一种分泌甲氨蝶呤单抗的杂交瘤细胞株及制备方法、应用与流程

本发明属于生物技术领域，尤其涉及一种分泌甲氨蝶呤单抗的杂交瘤细胞株及制备方法、应用。

背景技术：

甲氨蝶呤(mtx)是一种抗恶性肿瘤药、抗风湿药，属于叶酸代谢拮抗剂。作为抗癌剂，它用于治疗白血病和滋养细胞疾病。但是，它有抑制骨髓功能、导致肝肾功能障碍的严重副作用，必须在用药过程中进行多次临床检查，仔细观察患者的状态。通常，在使用mtx后应用四氢叶酸钙(cf)进行解救从而减轻mtx不良反应，但仍然有不同程度的毒性反应，甚至有致死的危险。如何保证临床上既要大剂量治疗肿瘤而又不致产生严重的毒副反应就是监测mtx血药浓度。

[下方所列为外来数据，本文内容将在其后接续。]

use crate::player::Symbol;
use std::fmt;

/// Board side length.
pub const BOARD_SIZE: usize = 15;
/// Stones in a row needed to win.
pub const WIN_LENGTH: usize = 5;
pub const TOTAL_CELLS: usize = BOARD_SIZE * BOARD_SIZE;

/// Raw board snapshot exchanged with the driver.
pub type Grid = [[Symbol; BOARD_SIZE]; BOARD_SIZE];

// The 8 neighbours of a cell
const NEIGHBOURS: [(isize, isize); 8] = [(-1, -1), (-1, 0), (-1, 1), (0, -1), (0, 1), (1, -1), (1, 0), (1, 1)];

/// Position on the board, both coordinates in `[0, BOARD_SIZE)`.
#[derive(Debug, Clone, Copy, PartialEq, Eq, Hash, PartialOrd, Ord)]
pub struct Cell {
  pub row: usize,
  pub col: usize,
}

impl Cell {
  pub fn new(row: usize, col: usize) -> Self {
    debug_assert!(row < BOARD_SIZE && col < BOARD_SIZE);
    Self { row, col }
  }

  pub fn center() -> Self {
    Self::new(BOARD_SIZE / 2, BOARD_SIZE / 2)
  }

  /// The cell `steps` away along `axis`, or `None` when that falls off the board.
  /// Negative steps walk the axis backwards.
  pub fn offset(self, axis: Axis, steps: isize) -> Option<Cell> {
    let (dr, dc) = axis.direction();
    Cell::checked(self.row as isize + dr * steps, self.col as isize + dc * steps)
  }

  // Build a cell from signed coordinates, None if off-board
  pub fn checked(row: isize, col: isize) -> Option<Cell> {
    if row < 0 || col < 0 || row >= BOARD_SIZE as isize || col >= BOARD_SIZE as isize {
      return None;
    }
    Some(Cell::new(row as usize, col as usize))
  }
}

impl fmt::Display for Cell {
  fn fmt(&self, f: &mut fmt::Formatter<'_>) -> fmt::Result {
    write!(f, "({}, {})", self.row, self.col)
  }
}

/// The four line orientations through a cell.
#[derive(Debug, Clone, Copy, PartialEq, Eq, Hash)]
pub enum Axis {
  Row,
  Column,
  MainDiagonal, // top-left to bottom-right
  AntiDiagonal, // bottom-left to top-right
}

impl Axis {
  pub const ALL: [Axis; 4] = [Axis::Row, Axis::Column, Axis::MainDiagonal, Axis::AntiDiagonal];

  // Unit step (row, col) in the "forward" direction of the axis
  pub fn direction(self) -> (isize, isize) {
    match self {
      Axis::Row => (0, 1),
      Axis::Column => (1, 0),
      Axis::MainDiagonal => (1, 1),
      Axis::AntiDiagonal => (-1, 1),
    }
  }
}

/// Extent of a run through a cell on one axis.
///
/// `backward` and `forward` count the same-symbol stones on each side, not including the cell
/// itself.
#[derive(Debug, Clone, Copy, PartialEq, Eq)]
pub struct Run {
  pub backward: usize,
  pub forward: usize,
}

impl Run {
  pub fn len(&self) -> usize {
    1 + self.backward + self.forward
  }

  /// Signed step offsets of the first cells just past each end of the run.
  pub fn end_offsets(&self) -> (isize, isize) {
    (-(self.backward as isize) - 1, self.forward as isize + 1)
  }
}

/// Grid plus occupancy counter.
#[derive(Clone, PartialEq, Eq)]
pub struct Board {
  cells: Grid,
  occupied: usize,
}

impl Default for Board {
  fn default() -> Self {
    Self::new()
  }
}

impl Board {
  // Create an empty board
  pub fn new() -> Self {
    Self {
      cells: [[Symbol::Empty; BOARD_SIZE]; BOARD_SIZE],
      occupied: 0,
    }
  }

  /// Copy a snapshot into a fresh board, recounting occupied cells.
  pub fn from_grid(grid: &Grid) -> Self {
    let mut board = Self::new();
    for (row, line) in grid.iter().enumerate() {
      for (col, &symbol) in line.iter().enumerate() {
        if !symbol.is_empty() {
          board.set(Cell::new(row, col), symbol);
        }
      }
    }
    board
  }

  pub fn grid(&self) -> &Grid {
    &self.cells
  }

  pub fn occupied(&self) -> usize {
    self.occupied
  }

  pub fn is_empty(&self) -> bool {
    self.occupied == 0
  }

  pub fn get(&self, cell: Cell) -> Symbol {
    self.cells[cell.row][cell.col]
  }

  /// Write `symbol` into `cell`.
  ///
  /// The occupancy counter only moves on an empty/non-empty transition, so overwriting a stone
  /// with another stone (or clearing an already empty cell) leaves it untouched.
  pub fn set(&mut self, cell: Cell, symbol: Symbol) {
    let previous = std::mem::replace(&mut self.cells[cell.row][cell.col], symbol);
    match (previous.is_empty(), symbol.is_empty()) {
      (true, false) => self.occupied += 1,
      (false, true) => self.occupied -= 1,
      _ => {}
    }
  }

  /// True if the signed coordinates are on the board and the cell there is empty.
  pub fn is_valid_empty(&self, row: isize, col: isize) -> bool {
    match Cell::checked(row, col) {
      Some(cell) => self.get(cell).is_empty(),
      None => false,
    }
  }

  // Check if any of the 8 neighbours holds a stone
  pub fn has_adjacent_any(&self, cell: Cell) -> bool {
    self.neighbours(cell).any(|n| !self.get(n).is_empty())
  }

  // Check if any of the 8 neighbours holds `symbol`
  pub fn has_adjacent_symbol(&self, cell: Cell, symbol: Symbol) -> bool {
    self.neighbours(cell).any(|n| self.get(n) == symbol)
  }

  fn neighbours(&self, cell: Cell) -> impl Iterator<Item = Cell> {
    NEIGHBOURS
      .iter()
      .filter_map(move |&(dr, dc)| Cell::checked(cell.row as isize + dr, cell.col as isize + dc))
  }

  /// Count same-symbol cells on both sides of `cell` along `axis`.
  pub fn run_length(&self, cell: Cell, axis: Axis) -> Run {
    let symbol = self.get(cell);
    let count = |sign: isize| {
      let mut steps = 0;
      while let Some(next) = cell.offset(axis, sign * (steps as isize + 1)) {
        if self.get(next) != symbol {
          break;
        }
        steps += 1;
      }
      steps
    };
    Run {
      backward: count(-1),
      forward: count(1),
    }
  }

  /// True if the first cells just past both ends of `run` are on the board and empty.
  pub(crate) fn run_ends_open(&self, cell: Cell, axis: Axis, run: Run) -> (bool, bool) {
    let (dr, dc) = axis.direction();
    let (back, fwd) = run.end_offsets();
    let open = |steps: isize| self.is_valid_empty(cell.row as isize + dr * steps, cell.col as isize + dc * steps);
    (open(back), open(fwd))
  }

  /// True if the run through `cell` on some axis is exactly `WIN_LENGTH` long.
  ///
  /// Call right after placing the stone at `cell`. An overline of six or more does not count.
  pub fn check_win(&self, cell: Cell) -> bool {
    Axis::ALL.iter().any(|&axis| self.run_length(cell, axis).len() == WIN_LENGTH)
  }

  pub fn check_draw(&self) -> bool {
    self.occupied == TOTAL_CELLS
  }

  /// Empty cells touching at least one stone, in row-major order.
  pub fn frontier(&self) -> Vec<Cell> {
    let mut cells = Vec::new();
    for row in 0..BOARD_SIZE {
      for col in 0..BOARD_SIZE {
        let cell = Cell::new(row, col);
        if self.get(cell).is_empty() && self.has_adjacent_any(cell) {
          cells.push(cell);
        }
      }
    }
    cells
  }
}

impl fmt::Debug for Board {
  fn fmt(&self, f: &mut fmt::Formatter<'_>) -> fmt::Result {
    writeln!(f, "Board (occupied: {})", self.occupied)?;
    for line in self.cells.iter() {
      let row: String = line.iter().map(|s| s.to_char()).collect();
      writeln!(f, "{}", row)?;
    }
    Ok(())
  }
}
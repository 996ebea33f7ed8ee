// Gomoku computer player: 15x15 board, exactly five in a row wins.
// Agent -> SearchEngine (minimax + alpha-beta) -> Evaluator -> Board / shapes.

pub mod agent;
pub mod ai;
pub mod board;
pub mod cli;
pub mod eval;
pub mod game;
pub mod game_logger;
pub mod player;
pub mod scores;
pub mod shapes;
pub mod terminal_ui;

pub use agent::Agent;
pub use ai::{SearchConfig, SearchEngine, SearchResult, SearchStats};
pub use board::{Axis, Board, Cell, Grid, Run, BOARD_SIZE, WIN_LENGTH};
pub use eval::Evaluator;
pub use game::{Game, GameError, GameOutcome};
pub use player::Symbol;
pub use shapes::AttackWeight;
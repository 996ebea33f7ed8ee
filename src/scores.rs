use crate::shapes::AttackWeight;

/// Sentinel for a forced win of the engine's own side.
pub const WIN: i32 = i32::MAX;
/// Sentinel for a forced win of the opponent.
pub const LOSS: i32 = i32::MIN;
pub const DRAW: i32 = 0;

/// Opponent attacks cost this many times more than our own attacks of the same weight earn.
pub const OPPONENT_PENALTY: i32 = 10;

pub struct Scores;

impl Scores {
  // Each weight step is worth a hundred times the previous one
  pub fn multiplier(weight: AttackWeight) -> i32 {
    match weight {
      AttackWeight::One => 1,
      AttackWeight::Two => 100,
      AttackWeight::Three => 10_000,
    }
  }

  /// Sentinel for a forced win by whichever side is the maximizer (`true`) or not.
  pub fn sentinel(maximizer_wins: bool) -> i32 {
    if maximizer_wins {
      WIN
    } else {
      LOSS
    }
  }
}
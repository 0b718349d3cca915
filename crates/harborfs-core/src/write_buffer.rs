//! In-memory content of an open object.
//!
//! Objects cannot be patched in place: the store only accepts whole bodies.
//! [`WriteBuffer`] therefore implements read-modify-write:
//! 1. On first access (without truncate): the current body is fetched
//! 2. On write: data is copied into the buffer at the given offset
//! 3. On flush/release: if modified, the whole buffer is uploaded
//!
//! Growth goes through `try_reserve`, so a size the allocator cannot satisfy
//! comes back as an error for the caller to report instead of aborting.

use std::collections::TryReserveError;

/// Random-access buffer over one object's body.
///
/// # Example
///
/// ```
/// use harborfs_core::WriteBuffer;
///
/// let mut buf = WriteBuffer::new(Vec::new());
/// buf.write(0, b"Hello, World!").unwrap();
/// assert_eq!(buf.len(), 13);
/// assert!(buf.is_dirty());
/// assert_eq!(buf.read(0, 5), b"Hello");
/// ```
#[derive(Debug, Default)]
pub struct WriteBuffer {
    content: Vec<u8>,
    /// Modified since the last upload.
    dirty: bool,
}

impl WriteBuffer {
    /// Buffer over an object's current body.
    pub fn new(existing_content: Vec<u8>) -> Self {
        Self {
            content: existing_content,
            dirty: false,
        }
    }

    /// Writes `data` at `offset`.
    ///
    /// The buffer grows as needed and gaps are zero-filled. An empty write
    /// changes nothing, including the length. On error the buffer is left
    /// as it was.
    ///
    /// Returns the number of bytes written (always `data.len()`).
    pub fn write(&mut self, offset: u64, data: &[u8]) -> Result<usize, TryReserveError> {
        if data.is_empty() {
            return Ok(0);
        }
        let offset = usize::try_from(offset).unwrap_or(usize::MAX);
        let end = offset.saturating_add(data.len());
        self.grow_to(end)?;

        self.content[offset..end].copy_from_slice(data);
        self.dirty = true;
        Ok(data.len())
    }

    /// Reads up to `size` bytes at `offset`; empty past the end.
    pub fn read(&self, offset: u64, size: usize) -> &[u8] {
        #[allow(clippy::cast_possible_truncation)]
        let offset = offset as usize;
        if offset >= self.content.len() {
            return &[];
        }
        let end = offset.saturating_add(size).min(self.content.len());
        &self.content[offset..end]
    }

    /// Resizes to `size`, zero-filling when growing.
    pub fn truncate(&mut self, size: u64) -> Result<(), TryReserveError> {
        let size = usize::try_from(size).unwrap_or(usize::MAX);
        if size == self.content.len() {
            return Ok(());
        }
        if size < self.content.len() {
            self.content.truncate(size);
        } else {
            self.grow_to(size)?;
        }
        self.dirty = true;
        Ok(())
    }

    /// Zero-extends to `end` bytes; never shrinks.
    fn grow_to(&mut self, end: usize) -> Result<(), TryReserveError> {
        if end > self.content.len() {
            // Vec keeps amortized doubling, so sequential appends stay cheap
            self.content.try_reserve(end - self.content.len())?;
            self.content.resize(end, 0);
        }
        Ok(())
    }

    #[inline]
    pub fn len(&self) -> u64 {
        self.content.len() as u64
    }

    #[inline]
    pub fn is_empty(&self) -> bool {
        self.content.is_empty()
    }

    #[inline]
    pub fn is_dirty(&self) -> bool {
        self.dirty
    }

    #[inline]
    pub fn content(&self) -> &[u8] {
        &self.content
    }

    /// Mark the buffer as clean (after a successful upload).
    #[inline]
    pub fn mark_clean(&mut self) {
        self.dirty = false;
    }

    /// Mark the buffer as dirty (content known to differ from the remote).
    #[inline]
    pub fn mark_dirty(&mut self) {
        self.dirty = true;
    }
}
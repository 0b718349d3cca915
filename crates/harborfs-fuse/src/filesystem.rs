//! fuser `Filesystem` implementation.
//!
//! Callbacks translate inodes to virtual paths, run the matching
//! [`HarborFs`] operation through the async bridge and convert the outcome
//! into a reply. All filesystem semantics live in `harborfs-core`; this layer
//! only owns the inode table, the kernel-facing caches and directory handle
//! snapshots.
//!
//! | Operation | Notes |
//! |-----------|-------|
//! | lookup / forget | nlookup counted per reply, negative results cached |
//! | getattr / setattr | setattr applies truncate, chmod, chown, utimens in that order |
//! | opendir / readdir | listing is snapshotted at opendir, offsets index the snapshot |
//! | rename | `RENAME_NOREPLACE` honored, `RENAME_EXCHANGE` rejected with EINVAL |
//! | link | creates an independent copy (object stores have no hard links) |

use std::ffi::OsStr;
use std::path::Path;
use std::sync::Arc;
use std::sync::atomic::{AtomicU64, Ordering};
use std::time::SystemTime;

use dashmap::DashMap;
use fuser::{
    FileAttr, FileType, Filesystem, KernelConfig, ReplyAttr, ReplyCreate, ReplyData,
    ReplyDirectory, ReplyEmpty, ReplyEntry, ReplyOpen, ReplyStatfs, ReplyWrite, Request,
    TimeOrNow,
};
use harborfs_core::{
    AttributeRecord, EntryKind, HarborError, HarborFs, HarborResult, OpenFlags, VirtualPath,
};
use libc::c_int;
use tokio::runtime::Handle;
use tracing::{debug, info, trace, warn};

use crate::async_bridge::{self, BridgeStats};
use crate::attr::{AttrCache, file_type, to_file_attr};
use crate::config::MountConfig;
use crate::error::{FuseError, FuseResult};
use crate::inode::{InodeTable, ROOT_INODE};

/// `renameat2` flags, spelled out because libc only defines them on Linux.
const RENAME_NOREPLACE: u32 = 1;
const RENAME_EXCHANGE: u32 = 2;

/// One entry of an opendir snapshot.
#[derive(Debug, Clone)]
struct DirSlot {
    ino: u64,
    kind: FileType,
    name: String,
}

pub struct HarborFuse {
    fs: Arc<HarborFs>,
    runtime: Handle,
    config: MountConfig,
    inodes: InodeTable,
    attr_cache: AttrCache,
    dir_handles: DashMap<u64, Arc<Vec<DirSlot>>>,
    next_dir_handle: AtomicU64,
    bridge_stats: Arc<BridgeStats>,
}

impl HarborFuse {
    /// Wraps `fs` for mounting. Operations run on `runtime`.
    pub fn new(fs: Arc<HarborFs>, runtime: Handle, config: MountConfig) -> Self {
        let attr_cache = AttrCache::new(config.attr_ttl, config.negative_ttl);
        Self {
            fs,
            runtime,
            config,
            inodes: InodeTable::new(),
            attr_cache,
            dir_handles: DashMap::new(),
            next_dir_handle: AtomicU64::new(1),
            bridge_stats: BridgeStats::new(),
        }
    }

    pub fn bridge_stats(&self) -> &BridgeStats {
        &self.bridge_stats
    }

    pub fn inodes(&self) -> &InodeTable {
        &self.inodes
    }

    /// Runs core operation `op` to completion on the runtime.
    fn exec<F, T>(&self, op: &'static str, future: F) -> FuseResult<T>
    where
        F: Future<Output = HarborResult<T>> + Send + 'static,
        T: Send + 'static,
    {
        let result = async_bridge::execute(
            &self.runtime,
            op,
            self.config.bridge_timeout,
            Some(&self.bridge_stats),
            future,
        )?;
        Ok(result?)
    }

    fn path_of(&self, ino: u64) -> FuseResult<VirtualPath> {
        self.inodes.path_of(ino).ok_or(FuseError::UnknownInode(ino))
    }

    fn child_path(&self, parent: u64, name: &OsStr) -> FuseResult<VirtualPath> {
        let name = name
            .to_str()
            .ok_or_else(|| FuseError::InvalidName(name.to_string_lossy().into_owned()))?;
        Ok(self.path_of(parent)?.join(name)?)
    }

    /// Registers `record` under `path` as a kernel reference and builds the
    /// attribute reply for it.
    fn entry_attr(&self, path: &VirtualPath, record: &AttributeRecord) -> FileAttr {
        let ino = self.inodes.get_or_insert(path, record.kind);
        let attr = to_file_attr(ino, record);
        self.attr_cache.insert(attr);
        attr
    }

    fn forget_name(&self, parent: u64, name: &OsStr) {
        if let Some(name) = name.to_str() {
            self.attr_cache.remove_negative(parent, name);
        }
    }

    fn parent_ino(&self, path: &VirtualPath) -> u64 {
        match path.parent() {
            None => ROOT_INODE,
            Some(parent) => self
                .inodes
                .get_or_insert_no_lookup_inc(&parent, EntryKind::Directory),
        }
    }

    fn errno(op: &'static str, err: &FuseError) -> c_int {
        let errno = err.to_errno();
        if errno == libc::ENOENT {
            trace!(op, error = %err, "Request failed");
        } else {
            debug!(op, errno, error = %err, "Request failed");
        }
        errno
    }
}

fn mode_bits(mode: u32) -> u16 {
    u16::try_from(mode & 0o7777).unwrap_or_default()
}

fn resolve_time(time: TimeOrNow) -> SystemTime {
    match time {
        TimeOrNow::SpecificTime(t) => t,
        TimeOrNow::Now => SystemTime::now(),
    }
}

fn offset_of(offset: i64) -> FuseResult<u64> {
    u64::try_from(offset)
        .map_err(|_| HarborError::InvalidArgument(format!("negative offset {offset}")).into())
}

mtx测定的方法包括微生物学，荧光分光光度法和分光光度法酶抑制方法以及竞争性蛋白结合测定，放射性和酶免疫测定。在甲氨蝶呤的血药浓度测定方法中，59.09％采用高效液相色谱法，34.09％采用荧光偏振免疫分析法，其它方法仅占6.82％。由于这些方法对于mtx和结构相关分子存在缺乏选择性，目前已经开发了同时测量药物及其代谢物的高效液相色谱(hplc)技术。尽管有这个优点，仍然需要可以在临床实验室中常规进行的mtx高灵敏的免疫测定方法。目前，只有mtx的血药浓度监测才能满足治疗的个体化，增加疗效，减少毒副作用，降低药动学差异，增加患者依从性。将近1/3的医院和研究机构必须寻找新的甲氨蝶呤血药浓度检测方法。而现有的抗体用于测定测试样品中甲氨蝶呤的存在或量的免疫测定时，由于特异性差而检测效果较差，常出现错误的测定结果。

技术实现要素：

针对现有技术中的上述缺陷，本发明的主要目的在于提供一种分泌甲氨蝶呤单抗的杂交瘤细胞株及制备方法、应用，所述杂交瘤细胞株能产生抗甲氨蝶呤单克隆抗体，所述抗体具有高度特异性，用于特异性识别甲氨蝶呤。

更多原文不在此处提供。